Mahler symphonies always sound like he's building a universe of sound around you.

Bruckner's symphonies never sounded like a human wrote them, especially with Celibidache's recordings. A cellist in the Munich Philharmonic said that the music "comes out of the cosmic force. It is already there, all I have to do is bring it forth on my instrument."

And some Wagner, cause why not.
 
When I was young, science fiction sounded like bad PC speaker and Casio synths; the obvious sounds of the future that science fiction showed was full of despair, violence, and dehumanisation.
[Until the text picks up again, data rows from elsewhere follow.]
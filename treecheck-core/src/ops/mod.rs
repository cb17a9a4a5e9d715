//! High-level treecheck operations.

mod collect;
mod compare;
mod verify;

pub use collect::{from_disk, from_output, CollectMode};
pub use compare::compare;
pub use verify::{verify, verify_export, Completion, Trigger, Verifier};
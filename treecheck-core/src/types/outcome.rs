//! Verification outcome types.

use thiserror::Error;

use super::error::{CollectError, TriggerFailure};
use super::mismatch::MismatchReport;

/// Why a verification failed.
#[derive(Debug, Error)]
pub enum VerificationFailure {
    /// The operation under test did not complete normally.
    #[error(transparent)]
    Trigger(#[from] TriggerFailure),

    /// The actual state could not be collected.
    #[error(transparent)]
    Collect(#[from] CollectError),

    /// The actual tree differs from the expected tree.
    #[error("tree verification failed\n{0}")]
    Mismatch(MismatchReport),
}

impl VerificationFailure {
    /// Get the failure type as a stable string.
    pub fn error_type(&self) -> &'static str {
        match self {
            VerificationFailure::Trigger(_) => "trigger_failure",
            VerificationFailure::Collect(e) => e.error_type(),
            VerificationFailure::Mismatch(_) => "verification_mismatch",
        }
    }

    /// The mismatch report, if this is a mismatch failure.
    pub fn mismatches(&self) -> Option<&MismatchReport> {
        match self {
            VerificationFailure::Mismatch(report) => Some(report),
            _ => None,
        }
    }
}

/// Terminal result of one verification.
#[derive(Debug)]
pub enum VerificationResult {
    /// Actual state matched the expected state.
    Passed,
    /// Something went wrong; see the failure for details.
    Failed(VerificationFailure),
}

impl VerificationResult {
    /// Result of a completed comparison.
    pub fn from_report(report: MismatchReport) -> Self {
        if report.is_empty() {
            VerificationResult::Passed
        } else {
            VerificationResult::Failed(VerificationFailure::Mismatch(report))
        }
    }

    /// Check if the verification passed.
    pub fn passed(&self) -> bool {
        matches!(self, VerificationResult::Passed)
    }

    pub fn failure(&self) -> Option<&VerificationFailure> {
        match self {
            VerificationResult::Passed => None,
            VerificationResult::Failed(f) => Some(f),
        }
    }

    /// The mismatch report, if the verification failed on a comparison.
    pub fn mismatches(&self) -> Option<&MismatchReport> {
        self.failure().and_then(VerificationFailure::mismatches)
    }

    /// Escalate to a `Result` so callers can use `?`.
    pub fn into_result(self) -> Result<(), VerificationFailure> {
        match self {
            VerificationResult::Passed => Ok(()),
            VerificationResult::Failed(f) => Err(f),
        }
    }
}
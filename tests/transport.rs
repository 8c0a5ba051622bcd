//! Wire-level tests for the transport exchange against a mock server.

use annobatch::{
    AnalysisInput, Capability, Document, Error, Payload, TransportClient, SUBSCRIPTION_KEY_HEADER,
};
use bytes::Bytes;
use mockito::Matcher;
use serde_json::json;

fn client(base_url: &str) -> TransportClient {
    TransportClient::builder()
        .base_url(base_url)
        .subscription_key("test-key")
        .build()
        .expect("transport builds")
}

fn two_documents() -> AnalysisInput {
    AnalysisInput::from(vec![Document::new(1, "a"), Document::new(2, "b")])
}

#[tokio::test]
async fn sends_documents_envelope_with_subscription_header() {
    let mut server = mockito::Server::new_async().await;
    let mock = server
        .mock("POST", "/text/analytics/v2.1/sentiment")
        .match_header(SUBSCRIPTION_KEY_HEADER, "test-key")
        .match_header("content-type", "application/json")
        .match_body(Matcher::Json(json!({
            "documents": [
                {"id": 1, "text": "a"},
                {"id": 2, "text": "b"}
            ]
        })))
        .with_status(200)
        .with_body(r#"{"documents": [{"id": 1, "score": 0.8}, {"id": 2, "score": 0.2}]}"#)
        .create_async()
        .await;

    let records = client(&server.url())
        .send(
            Capability::Sentiment,
            Payload::Documents(two_documents()),
            &[],
        )
        .await
        .expect("exchange succeeds");

    mock.assert_async().await;
    assert_eq!(records.len(), 2);
    assert_eq!(records[0]["score"], json!(0.8));
}

#[tokio::test]
async fn renders_query_parameters() {
    let mut server = mockito::Server::new_async().await;
    let mock = server
        .mock("POST", "/text/analytics/v2.1/keyPhrases")
        .match_query(Matcher::AllOf(vec![
            Matcher::UrlEncoded("model-version".into(), "latest".into()),
            Matcher::UrlEncoded("showStats".into(), "true".into()),
        ]))
        .with_status(200)
        .with_body(r#"{"documents": []}"#)
        .create_async()
        .await;

    let params = vec![
        ("model-version".to_string(), "latest".to_string()),
        ("showStats".to_string(), "true".to_string()),
    ];
    client(&server.url())
        .send(
            Capability::KeyPhrases,
            Payload::Documents(two_documents()),
            &params,
        )
        .await
        .expect("exchange succeeds");

    mock.assert_async().await;
}

#[tokio::test]
async fn binary_payload_goes_out_verbatim_as_octet_stream() {
    let mut server = mockito::Server::new_async().await;
    let mock = server
        .mock("POST", "/vision/v2.1/analyze")
        .match_header("content-type", "application/octet-stream")
        .match_header(SUBSCRIPTION_KEY_HEADER, "test-key")
        .match_body(Matcher::Exact("fake-image-bytes".to_string()))
        .with_status(200)
        .with_body(r#"{"documents": [{"id": 1, "tags": ["outdoor"]}]}"#)
        .create_async()
        .await;

    let records = client(&server.url())
        .send(
            Capability::Vision,
            Payload::Binary(Bytes::from_static(b"fake-image-bytes")),
            &[],
        )
        .await
        .expect("exchange succeeds");

    mock.assert_async().await;
    assert_eq!(records[0]["tags"], json!(["outdoor"]));
}

#[tokio::test]
async fn non_success_status_surfaces_as_service_error() {
    let mut server = mockito::Server::new_async().await;
    let _mock = server
        .mock("POST", "/text/analytics/v2.1/entities")
        .with_status(429)
        .with_body(r#"{"error": {"message": "rate limit exceeded"}}"#)
        .create_async()
        .await;

    let err = client(&server.url())
        .send(
            Capability::Entities,
            Payload::Documents(two_documents()),
            &[],
        )
        .await
        .unwrap_err();

    match err {
        Error::Service { status, body } => {
            assert_eq!(status, 429);
            assert!(body.contains("rate limit"));
        }
        other => panic!("expected Service error, got {other:?}"),
    }
}

#[tokio::test]
async fn missing_documents_field_is_malformed() {
    let mut server = mockito::Server::new_async().await;
    let _mock = server
        .mock("POST", "/text/analytics/v2.1/sentiment")
        .with_status(200)
        .with_body(r#"{"results": []}"#)
        .create_async()
        .await;

    let err = client(&server.url())
        .send(
            Capability::Sentiment,
            Payload::Documents(two_documents()),
            &[],
        )
        .await
        .unwrap_err();
    assert!(matches!(err, Error::MalformedResponse { .. }));
}

#[tokio::test]
async fn non_json_body_is_malformed() {
    let mut server = mockito::Server::new_async().await;
    let _mock = server
        .mock("POST", "/text/analytics/v2.1/sentiment")
        .with_status(200)
        .with_body("<html>gateway timeout</html>")
        .create_async()
        .await;

    let err = client(&server.url())
        .send(
            Capability::Sentiment,
            Payload::Documents(two_documents()),
            &[],
        )
        .await
        .unwrap_err();
    assert!(matches!(err, Error::MalformedResponse { .. }));
}
//! High-level annotation client.
//!
//! Owns the partition → send → correlate loop: callers hand over their
//! entities and a property name, and get back response records paired with
//! the entities they came from.

use crate::batch::{self, BatchOutcome};
use crate::correlate::{correlate, Correlated};
use crate::endpoint::Capability;
use crate::input::AnalysisInput;
use crate::transport::{Payload, TransportClient, TransportClientBuilder};
use crate::types::{Document, Entity, ResponseRecord};
use crate::Result;
use bytes::Bytes;
use futures::stream::{self, StreamExt};

pub struct AnnotateClient {
    transport: TransportClient,
    concurrency: usize,
}

impl AnnotateClient {
    pub fn builder() -> AnnotateClientBuilder {
        AnnotateClientBuilder::new()
    }

    /// Analyze every entity's named text property under one capability.
    ///
    /// The entity set is partitioned into service-sized batches, each batch
    /// is one POST exchange, and every response record comes back paired
    /// with its source entity. Within a batch the service's response order
    /// is authoritative; batches concatenate in input order. Fails on the
    /// first batch error.
    pub async fn analyze<'a, E: Entity>(
        &self,
        capability: Capability,
        entities: &'a [E],
        property: &str,
        params: &[(String, String)],
    ) -> Result<Vec<Correlated<'a, E>>> {
        let batches = batch::partition(entities, property)?;
        let mut out = Vec::with_capacity(entities.len());
        for result in self.dispatch(capability, batches, params).await {
            out.extend(correlate(result?, entities)?);
        }
        Ok(out)
    }

    /// Continue-on-error variant of [`analyze`](Self::analyze): every batch
    /// is dispatched regardless of earlier failures, and the outcome keeps
    /// per-batch successes and failures with their batch indexes.
    pub async fn analyze_each<'a, E: Entity>(
        &self,
        capability: Capability,
        entities: &'a [E],
        property: &str,
        params: &[(String, String)],
    ) -> Result<BatchOutcome<Vec<Correlated<'a, E>>>> {
        let batches = batch::partition(entities, property)?;
        let mut outcome = BatchOutcome::new();
        for (index, result) in self
            .dispatch(capability, batches, params)
            .await
            .into_iter()
            .enumerate()
        {
            outcome.record(index, result.and_then(|records| correlate(records, entities)));
        }
        Ok(outcome)
    }

    pub async fn sentiment<'a, E: Entity>(
        &self,
        entities: &'a [E],
        property: &str,
        params: &[(String, String)],
    ) -> Result<Vec<Correlated<'a, E>>> {
        self.analyze(Capability::Sentiment, entities, property, params)
            .await
    }

    pub async fn key_phrases<'a, E: Entity>(
        &self,
        entities: &'a [E],
        property: &str,
        params: &[(String, String)],
    ) -> Result<Vec<Correlated<'a, E>>> {
        self.analyze(Capability::KeyPhrases, entities, property, params)
            .await
    }

    pub async fn entities<'a, E: Entity>(
        &self,
        entities: &'a [E],
        property: &str,
        params: &[(String, String)],
    ) -> Result<Vec<Correlated<'a, E>>> {
        self.analyze(Capability::Entities, entities, property, params)
            .await
    }

    /// Submit a raw image to the vision endpoint.
    ///
    /// Binary payloads carry no document ids, so there is nothing to
    /// correlate; the service's records come back as-is.
    pub async fn analyze_image(
        &self,
        image: Bytes,
        params: &[(String, String)],
    ) -> Result<Vec<ResponseRecord>> {
        self.transport
            .send(Capability::Vision, Payload::Binary(image), params)
            .await
    }

    /// Pre-batched escape hatch: send already-converted input under one
    /// capability and get the raw response records, skipping partitioning
    /// and correlation.
    pub async fn send_documents(
        &self,
        capability: Capability,
        input: impl Into<AnalysisInput>,
        params: &[(String, String)],
    ) -> Result<Vec<ResponseRecord>> {
        self.transport
            .send(capability, Payload::Documents(input.into()), params)
            .await
    }

    /// Dispatch batches with bounded concurrency. `buffered` preserves
    /// batch order in the output regardless of completion order.
    async fn dispatch(
        &self,
        capability: Capability,
        batches: Vec<Vec<Document>>,
        params: &[(String, String)],
    ) -> Vec<Result<Vec<ResponseRecord>>> {
        stream::iter(batches.into_iter().map(|documents| {
            self.transport.send(
                capability,
                Payload::Documents(AnalysisInput::from(documents)),
                params,
            )
        }))
        .buffered(self.concurrency.max(1))
        .collect()
        .await
    }
}

pub struct AnnotateClientBuilder {
    transport: TransportClientBuilder,
    concurrency: usize,
}

impl AnnotateClientBuilder {
    pub fn new() -> Self {
        Self {
            transport: TransportClientBuilder::new(),
            // Sequential by default: one in-flight exchange at a time.
            concurrency: 1,
        }
    }

    pub fn base_url(mut self, url: impl Into<String>) -> Self {
        self.transport = self.transport.base_url(url);
        self
    }

    pub fn subscription_key(mut self, key: impl Into<String>) -> Self {
        self.transport = self.transport.subscription_key(key);
        self
    }

    pub fn timeout_secs(mut self, secs: u64) -> Self {
        self.transport = self.transport.timeout_secs(secs);
        self
    }

    /// Maximum number of batches in flight at once. Batches share no
    /// mutable state, so any limit the remote side tolerates is safe.
    pub fn concurrency(mut self, limit: usize) -> Self {
        self.concurrency = limit;
        self
    }

    pub fn build(self) -> Result<AnnotateClient> {
        Ok(AnnotateClient {
            transport: self.transport.build()?,
            concurrency: self.concurrency,
        })
    }
}

impl Default for AnnotateClientBuilder {
    fn default() -> Self {
        Self::new()
    }
}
Now that I'm an adult, science fiction sounds like a more textured combination of synthetic and traditional sounds, for a less certain future where there is still room to hope for a time better than the present.

 
Perhaps its reflective of the kind of sci fi i like, which is the intricate, grand, sweeping, convoluted storylines, such as Battlestar Galactica, or even recently, Westworld, that makes me fond of rich and complex music with a bit of an emotional edge-infact a recent example from the affore mentioned Westworld, is probably worth posting-the music in this clip was amazing

 
Perhaps its reflective of the kind of sci fi i like, which is the intricate, grand, sweeping, convoluted storylines, such as Battlestar Galactica, or even recently, Westworld, that makes me fond of rich and complex music with a bit of an emotional edge-infact a recent example from the affore mentioned Westworld, is probably worth posting-the music in this clip was amazing


Very much agreed. My favorite part was that the song there (and in the finale) is a cover of a Radiohead song, "Motion Picture Soundtrack" from their album Kid A:



Both it and the cover are, I think, beautifully haunting music fit for sci-fi. Which isn't surprising given one track on another Radiohead album ("Paranoid Android" on OK Computer) is a direct reference to Hitchhiker's Guide to the Galaxy.
 
Techno-Reggae.

Thanks Neuromancer.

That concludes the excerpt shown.